Sunday, May 24, 2009

WASP Ascendancy

The Obama presidency seals the ascendancy of this new and powerful Establishment. So what should we expect? Anyone with the slightest acquaintance with elite institutions knows that the new Establishment has inherited the genteel progressivism of the old WASP Establishment. The Ivy League universities provide the clearest case study. Every leftist agenda under the sun has a sinecure--and all the while the institutions carefully protect their mainstream academic predominance.

The easy combination of progressive ideals with institutional conservatism characterizes Establishment leadership. When the chips are down, what matters most is protecting the status quo. Therefore, the new Establishment evident in the Obama administration is likely to govern from the middle, as did the Eisenhower and Kennedy administrations, which were dominated by the old Establishment. Expect moderate economic interventions and no fundamental changes in foreign policy.

Establishments, however, are not friendly to all sectors of society. They try to tamp down competitors. The power of new money is always a threat. Wealthy outsiders and upstarts challenge the status quo. It's not an accident that the 1950s and 1960s, decades of Establishment dominance, saw high marginal tax rates.

We should expect the same from the new Establishment, along with greater governmental management of economic affairs. It's troubling when the wrong sorts of people get rich, and doubly troubling when they use their new wealth to try to influence politics.

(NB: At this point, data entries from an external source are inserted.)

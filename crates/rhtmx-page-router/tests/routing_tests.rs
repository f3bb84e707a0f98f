//! Integration tests for inbound routing: candidates, route building,
//! sorting and matching against a small multi-language site.

use std::sync::Arc;

use pretty_assertions::assert_eq;
use rhtmx_page_router::{
    InMemoryPageRepository, LanguageRanking, Page, PageCandidates, PageRegistry, PageRouteFactory, RequestMatcher,
    Route, RouteComparator, RouteConfig, RouteKind, RouteName, RouteProvider, RoutingConfig, RoutingError,
    RoutingRequest, UrlMatcher,
};
use rstest::rstest;

// ============================================================================
// Fixtures
// ============================================================================

fn init_tracing() {
    let _ = tracing_subscriber::fmt()
        .with_max_level(tracing::Level::DEBUG)
        .with_test_writer()
        .try_init();
}

fn site() -> Arc<InMemoryPageRepository> {
    Arc::new(
        InMemoryPageRepository::new()
            .with_page(Page::root(1, "example.com", "en").with_fallback(true).with_url_suffix(".html"))
            .with_page(Page::new(2, 1, "index", "regular"))
            .with_page(Page::new(3, 1, "products", "regular").with_require_item(true))
            .with_page(Page::new(12, 1, "about-us", "regular"))
            .with_page(Page::new(20, 1, "news", "regular"))
            .with_page(Page::new(21, 1, "news/archive", "regular"))
            .with_page(Page::new(30, 1, "a", "regular"))
            .with_page(Page::new(31, 1, "ab", "regular"))
            .with_page(Page::new(40, 1, "page-not-found", "error_404"))
            .with_page(Page::root(100, "example.com", "de-DE").with_url_prefix("de").with_sorting(1))
            .with_page(Page::root(200, "example.com", "en-US").with_url_prefix("us").with_sorting(2)),
    )
}

fn registry() -> PageRegistry {
    PageRegistry::new().with_type("error_404", RouteConfig::unroutable())
}

fn provider() -> (Arc<RouteProvider>, Arc<InMemoryPageRepository>) {
    init_tracing();
    let repository = site();
    let factory = PageRouteFactory::new(Arc::new(registry()), repository.clone());
    (Arc::new(RouteProvider::new(factory)), repository)
}

/// Every root page locale-prefixed, so `/` only ever redirects
fn prefixed_provider() -> Arc<RouteProvider> {
    let repository = Arc::new(
        InMemoryPageRepository::new()
            .with_page(Page::root(1, "example.com", "en").with_fallback(true).with_url_prefix("en"))
            .with_page(Page::new(2, 1, "index", "regular"))
            .with_page(Page::root(100, "example.com", "de-DE").with_url_prefix("de").with_sorting(1))
            .with_page(Page::root(200, "example.com", "en-US").with_url_prefix("us").with_sorting(2)),
    );
    Arc::new(RouteProvider::new(PageRouteFactory::new(Arc::new(registry()), repository)))
}

fn names(provider: &RouteProvider, request: &RoutingRequest) -> Vec<String> {
    provider
        .get_route_collection_for_request(request)
        .unwrap()
        .names()
        .iter()
        .map(ToString::to_string)
        .collect()
}

fn permutations<T: Clone>(items: &[T]) -> Vec<Vec<T>> {
    if items.len() <= 1 {
        return vec![items.to_vec()];
    }
    let mut result = Vec::new();
    for index in 0..items.len() {
        let mut rest = items.to_vec();
        let item = rest.remove(index);
        for mut permutation in permutations(&rest) {
            permutation.insert(0, item.clone());
            result.push(permutation);
        }
    }
    result
}

// ============================================================================
// Route building
// ============================================================================

#[test]
fn test_auto_route_for_regular_page() {
    let (provider, _) = provider();
    let route = provider.get_route_by_name("tl_page.12").unwrap();

    assert_eq!(route.path, "/about-us{!parameters}");
    assert_eq!(route.default_value("parameters"), Some(""));
    assert_eq!(route.requirements.get("parameters").map(String::as_str), Some("(/.+)?"));
}

#[test]
fn test_required_item_route() {
    let (provider, _) = provider();
    let route = provider.get_route_by_name("tl_page.3").unwrap();
    assert_eq!(route.requirements.get("parameters").map(String::as_str), Some("/.+"));

    let compiled = route.compile().unwrap();
    assert!(compiled.match_path("/products.html").is_none());
    assert!(compiled.match_path("/products/shoes.html").is_some());
}

#[test]
fn test_route_carries_its_page() {
    let (provider, repository) = provider();
    let page = repository.get(12).unwrap();
    let route = provider.factory().create_route_for_page(&page, "").unwrap();

    assert!(Arc::ptr_eq(route.page_model().unwrap(), &page));
    assert_eq!(route.page_model().map(|p| p.id), Some(12));
}

#[test]
fn test_missing_page_is_route_not_found() {
    let (provider, _) = provider();
    let err = provider.get_route_by_name("tl_page.999").unwrap_err();
    assert!(matches!(err, RoutingError::RouteNotFound(_)));
}

// ============================================================================
// Candidates
// ============================================================================

#[test]
fn test_folder_alias_expansion() {
    let candidates = PageCandidates::default().find_candidates("/news/2024/item");
    for expected in ["news/2024/item", "news/2024", "news"] {
        assert!(candidates.iter().any(|c| c == expected), "missing candidate {expected}");
    }
}

#[test]
fn test_folder_alias_prefers_deeper_alias() {
    let (provider, _) = provider();
    let request = RoutingRequest::new("/news/archive/2024.html").with_host("example.com");
    assert_eq!(names(&provider, &request), vec!["tl_page.21", "tl_page.20"]);

    let matcher = UrlMatcher::new(provider);
    let matched = matcher.match_request(&request).unwrap();
    assert_eq!(matched.name, RouteName::primary(21));
    assert_eq!(matched.parameter("parameters"), Some("/2024"));
}

#[rstest]
#[case("/auto_item")]
#[case("/news/auto_item/foo.html")]
#[case("/news/auto%5Fitem/foo.html")]
fn test_reserved_segment_yields_nothing(#[case] path: &str) {
    let (provider, _) = provider();
    let collection = provider
        .get_route_collection_for_request(&RoutingRequest::new(path).with_host("example.com"))
        .unwrap();
    assert!(collection.is_empty());
}

#[test]
fn test_unroutable_pages_never_match() {
    let (provider, _) = provider();
    let request = RoutingRequest::new("/page-not-found.html").with_host("example.com");
    assert!(provider.get_route_collection_for_request(&request).unwrap().is_empty());
    assert!(matches!(
        UrlMatcher::new(provider).match_request(&request),
        Err(RoutingError::RouteNotFound(_))
    ));
}

// ============================================================================
// Sorting
// ============================================================================

#[test]
fn test_route_order_is_deterministic() {
    let (provider, _) = provider();
    let request = RoutingRequest::new("/").with_host("example.com").with_accept_language("de-DE, en;q=0.5");
    let first = names(&provider, &request);
    for _ in 0..5 {
        assert_eq!(names(&provider, &request), first);
    }
}

#[test]
fn test_fallback_root_wins_for_every_input_order() {
    let (provider, _) = provider();
    let request = RoutingRequest::new("/").with_host("example.com");
    let routes: Vec<(RouteName, Route)> = provider
        .get_route_collection_for_request(&request)
        .unwrap()
        .into_iter()
        .filter(|(name, route)| name.kind == RouteKind::Root && route.page_model().is_some_and(|p| p.is_root()))
        .collect();
    assert_eq!(routes.len(), 3);

    let ranking = LanguageRanking::default();
    let comparator = RouteComparator::new(Some(&ranking));
    for mut permutation in permutations(&routes) {
        comparator.sort(&mut permutation);
        let order: Vec<u64> = permutation.iter().map(|(name, _)| name.page_id).collect();
        assert_eq!(order, vec![1, 100, 200]);
    }
}

#[rstest]
#[case("de-DE, en", 100)]
#[case("de-DE", 100)]
#[case("en-US", 200)]
#[case("en", 1)]
#[case("fr", 1)]
fn test_accept_language_selects_homepage(#[case] accept_language: &str, #[case] expected_root: u64) {
    let matcher = UrlMatcher::new(prefixed_provider());
    let request = RoutingRequest::new("/").with_host("example.com").with_accept_language(accept_language);
    let matched = matcher.match_request(&request).unwrap();
    assert!(matched.redirect().is_some());

    let root_id = matched.page().and_then(|page| page.details()).map(|details| details.root_id);
    assert_eq!(root_id, Some(expected_root));
}

#[test]
fn test_locale_ranking_exact_before_language_only() {
    let (provider, _) = provider();
    let request = RoutingRequest::new("/").with_host("example.com").with_accept_language("de-DE, en");
    let order: Vec<String> = names(&provider, &request);
    let de = order.iter().position(|n| n == "tl_page.100.root").unwrap();
    let us = order.iter().position(|n| n == "tl_page.200.root").unwrap();
    assert!(de < us);
}

#[test]
fn test_alias_tie_break_is_antisymmetric() {
    let (provider, repository) = provider();
    let route_a = provider.factory().create_route_for_page(&repository.get(30).unwrap(), "").unwrap();
    let route_ab = provider.factory().create_route_for_page(&repository.get(31).unwrap(), "").unwrap();
    let (name_a, name_ab) = (RouteName::primary(30), RouteName::primary(31));

    let comparator = RouteComparator::new(None);
    let forward = comparator.compare((&name_a, &route_a), (&name_ab, &route_ab));
    let backward = comparator.compare((&name_ab, &route_ab), (&name_a, &route_a));
    assert_eq!(forward, std::cmp::Ordering::Greater);
    assert_eq!(forward, backward.reverse());
}

// ============================================================================
// Matching
// ============================================================================

#[rstest]
#[case("/about-us.html", 12, "")]
#[case("/about-us/team/jane.html", 12, "/team/jane")]
#[case("/products/shoes.html", 3, "/shoes")]
fn test_matches_page_routes(#[case] path: &str, #[case] page: u64, #[case] parameters: &str) {
    let (provider, _) = provider();
    let matched = UrlMatcher::new(provider)
        .match_request(&RoutingRequest::new(path).with_host("example.com"))
        .unwrap();
    assert_eq!(matched.name, RouteName::primary(page));
    assert_eq!(matched.parameter("parameters"), Some(parameters));
}

#[test]
fn test_required_item_page_without_item_is_not_found() {
    let (provider, _) = provider();
    let err = UrlMatcher::new(provider)
        .match_request(&RoutingRequest::new("/products.html").with_host("example.com"))
        .unwrap_err();
    assert!(matches!(err, RoutingError::RouteNotFound(_)));
}

#[test]
fn test_prefixed_homepage_and_redirect() {
    let (provider, _) = provider();
    let matcher = UrlMatcher::new(provider);

    let homepage = matcher
        .match_request(&RoutingRequest::new("/de/").with_host("example.com"))
        .unwrap();
    assert_eq!(homepage.name, RouteName::root(100));
    assert!(homepage.redirect().is_none());

    let route = matcher.provider().get_route_by_name("tl_page.100.fallback").unwrap();
    assert_eq!(route.redirect.map(|r| (r.path, r.permanent)), Some(("/de/".to_string(), false)));
}

#[test]
fn test_bulk_enumeration_covers_routable_pages() {
    let (provider, _) = provider();
    let all = provider.get_routes_by_names(None).unwrap();
    let names: Vec<String> = all.names().iter().map(ToString::to_string).collect();

    assert!(names.contains(&"tl_page.12".to_string()));
    assert!(names.contains(&"tl_page.100.fallback".to_string()));
    assert!(!names.iter().any(|n| n.starts_with("tl_page.40")));
    // fallback routes sort last
    let first_fallback = names.iter().position(|n| n.ends_with(".fallback")).unwrap();
    assert!(names[first_fallback..].iter().all(|n| n.ends_with(".fallback")));
}

// ============================================================================
// Configuration
// ============================================================================

#[test]
fn test_config_file_drives_routes() {
    let config = RoutingConfig::from_toml_str(
        r#"
        [page_types.news_feed]
        path = "/feeds/{format}"
        requirements = { format = "rss|atom" }
        url_suffix = ".xml"

        [page_types.error_404]
        routable = false
        "#,
    )
    .unwrap();

    let repository = Arc::new(
        InMemoryPageRepository::new()
            .with_page(Page::root(1, "", "en"))
            .with_page(Page::new(5, 1, "feed", "news_feed"))
            .with_page(Page::new(6, 1, "missing", "error_404")),
    );
    let provider = Arc::new(RouteProvider::new(PageRouteFactory::new(
        Arc::new(config.into_registry()),
        repository,
    )));

    assert!(provider.get_route_by_name("tl_page.6").is_err());

    // configured paths are found through their page id
    let route = provider.get_route_by_name("tl_page.5").unwrap();
    assert_eq!(route.full_path(), "/feeds/{format}.xml");
    let compiled = route.compile().unwrap();
    assert_eq!(compiled.match_path("/feeds/atom.xml").unwrap()["format"], "atom");
    assert!(compiled.match_path("/feeds/json.xml").is_none());
}
//! Route priority order
//!
//! The matcher tries routes in collection order and the first match wins,
//! so the order decides which page serves an ambiguous path. Rules, first
//! discriminating rule wins:
//!
//! 1. fallback (locale redirect) routes last
//! 2. host-bound routes before wildcard-host routes
//! 3. when a language ranking is known and the root languages differ: the
//!    better ranked root language first; ranked before unranked; among
//!    unranked, the fallback root first, then lower root sorting
//! 4. non-root pages before root pages
//! 5. alias, natural case-insensitive, descending (`ab` before `a`)
//!
//! Routes still equal after rule 5 are equivalent; their relative order is
//! whatever the input order was.

use std::cmp::Ordering;
use std::iter::Peekable;
use std::str::Chars;

use crate::language::LanguageRanking;
use crate::page::Page;
use crate::route::{Route, RouteName};

/// Compares named routes by matching priority
#[derive(Debug, Clone, Copy)]
pub struct RouteComparator<'a> {
    ranking: Option<&'a LanguageRanking>,
}

impl<'a> RouteComparator<'a> {
    /// `ranking` is `None` when there is no request (name enumeration)
    pub fn new(ranking: Option<&'a LanguageRanking>) -> Self {
        Self { ranking }
    }

    pub fn compare(&self, a: (&RouteName, &Route), b: (&RouteName, &Route)) -> Ordering {
        let (name_a, route_a) = a;
        let (name_b, route_b) = b;

        match (name_a.is_fallback(), name_b.is_fallback()) {
            (true, false) => return Ordering::Greater,
            (false, true) => return Ordering::Less,
            _ => {}
        }

        match (route_a.host.is_empty(), route_b.host.is_empty()) {
            (false, true) => return Ordering::Less,
            (true, false) => return Ordering::Greater,
            _ => {}
        }

        let (Some(page_a), Some(page_b)) = (route_a.page_model(), route_b.page_model()) else {
            return Ordering::Equal;
        };

        if let Some(ranking) = self.ranking {
            let ordering = compare_languages(ranking, page_a, page_b);
            if ordering != Ordering::Equal {
                return ordering;
            }
        }

        match (page_a.is_root(), page_b.is_root()) {
            (false, true) => return Ordering::Less,
            (true, false) => return Ordering::Greater,
            _ => {}
        }

        natural_cmp_ignore_case(&page_b.alias, &page_a.alias)
    }

    /// Sorts routes in place, best match first
    pub fn sort(&self, routes: &mut [(RouteName, Route)]) {
        routes.sort_by(|(name_a, route_a), (name_b, route_b)| self.compare((name_a, route_a), (name_b, route_b)));
    }
}

fn compare_languages(ranking: &LanguageRanking, a: &Page, b: &Page) -> Ordering {
    let (Some(details_a), Some(details_b)) = (a.details(), b.details()) else {
        return Ordering::Equal;
    };
    if details_a.root_language == details_b.root_language {
        return Ordering::Equal;
    }

    match (ranking.rank(&details_a.root_language), ranking.rank(&details_b.root_language)) {
        (Some(rank_a), Some(rank_b)) => rank_a.cmp(&rank_b),
        (Some(_), None) => Ordering::Less,
        (None, Some(_)) => Ordering::Greater,
        (None, None) => match (details_a.root_is_fallback, details_b.root_is_fallback) {
            (true, false) => Ordering::Less,
            (false, true) => Ordering::Greater,
            _ => details_a.root_sorting.cmp(&details_b.root_sorting),
        },
    }
}

/// Natural order comparison ignoring ASCII case
///
/// Digit runs compare by numeric value, so `page2` sorts before `page10`.
///
/// # Examples
///
/// ```
/// use std::cmp::Ordering;
/// use rhtmx_page_router::sorter::natural_cmp_ignore_case;
///
/// assert_eq!(natural_cmp_ignore_case("page2", "page10"), Ordering::Less);
/// assert_eq!(natural_cmp_ignore_case("News", "news"), Ordering::Equal);
/// assert_eq!(natural_cmp_ignore_case("ab", "a"), Ordering::Greater);
/// ```
pub fn natural_cmp_ignore_case(a: &str, b: &str) -> Ordering {
    let mut a = a.chars().peekable();
    let mut b = b.chars().peekable();

    loop {
        match (a.peek().copied(), b.peek().copied()) {
            (None, None) => return Ordering::Equal,
            (None, Some(_)) => return Ordering::Less,
            (Some(_), None) => return Ordering::Greater,
            (Some(x), Some(y)) if x.is_ascii_digit() && y.is_ascii_digit() => {
                let ordering = compare_numbers(&take_digits(&mut a), &take_digits(&mut b));
                if ordering != Ordering::Equal {
                    return ordering;
                }
            }
            (Some(x), Some(y)) => {
                let ordering = x.to_ascii_lowercase().cmp(&y.to_ascii_lowercase());
                if ordering != Ordering::Equal {
                    return ordering;
                }
                a.next();
                b.next();
            }
        }
    }
}

fn take_digits(chars: &mut Peekable<Chars<'_>>) -> String {
    let mut digits = String::new();
    while let Some(c) = chars.next_if(char::is_ascii_digit) {
        digits.push(c);
    }
    digits
}

/// Compares digit runs by value without overflowing
fn compare_numbers(a: &str, b: &str) -> Ordering {
    let a_trimmed = a.trim_start_matches('0');
    let b_trimmed = b.trim_start_matches('0');
    a_trimmed
        .len()
        .cmp(&b_trimmed.len())
        .then_with(|| a_trimmed.cmp(b_trimmed))
        // `01` after `1`
        .then_with(|| a.len().cmp(&b.len()))
}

Establishments are always suspicious of grassroots movements and populism. The new Establishment may be committed to progressive social ideals, but it wants people with advanced degrees to lead the charge. The universities, foundations, and judiciary are favored instruments for social change. Experts need to lead the way, because ordinary folks can't be trusted to understand the complexities of social systems and identify their own best interests
. Thomas Frank's What's the Matter with Kansas? provides an excellent argument in support of the new Establishment tendency toward progressive paternalism.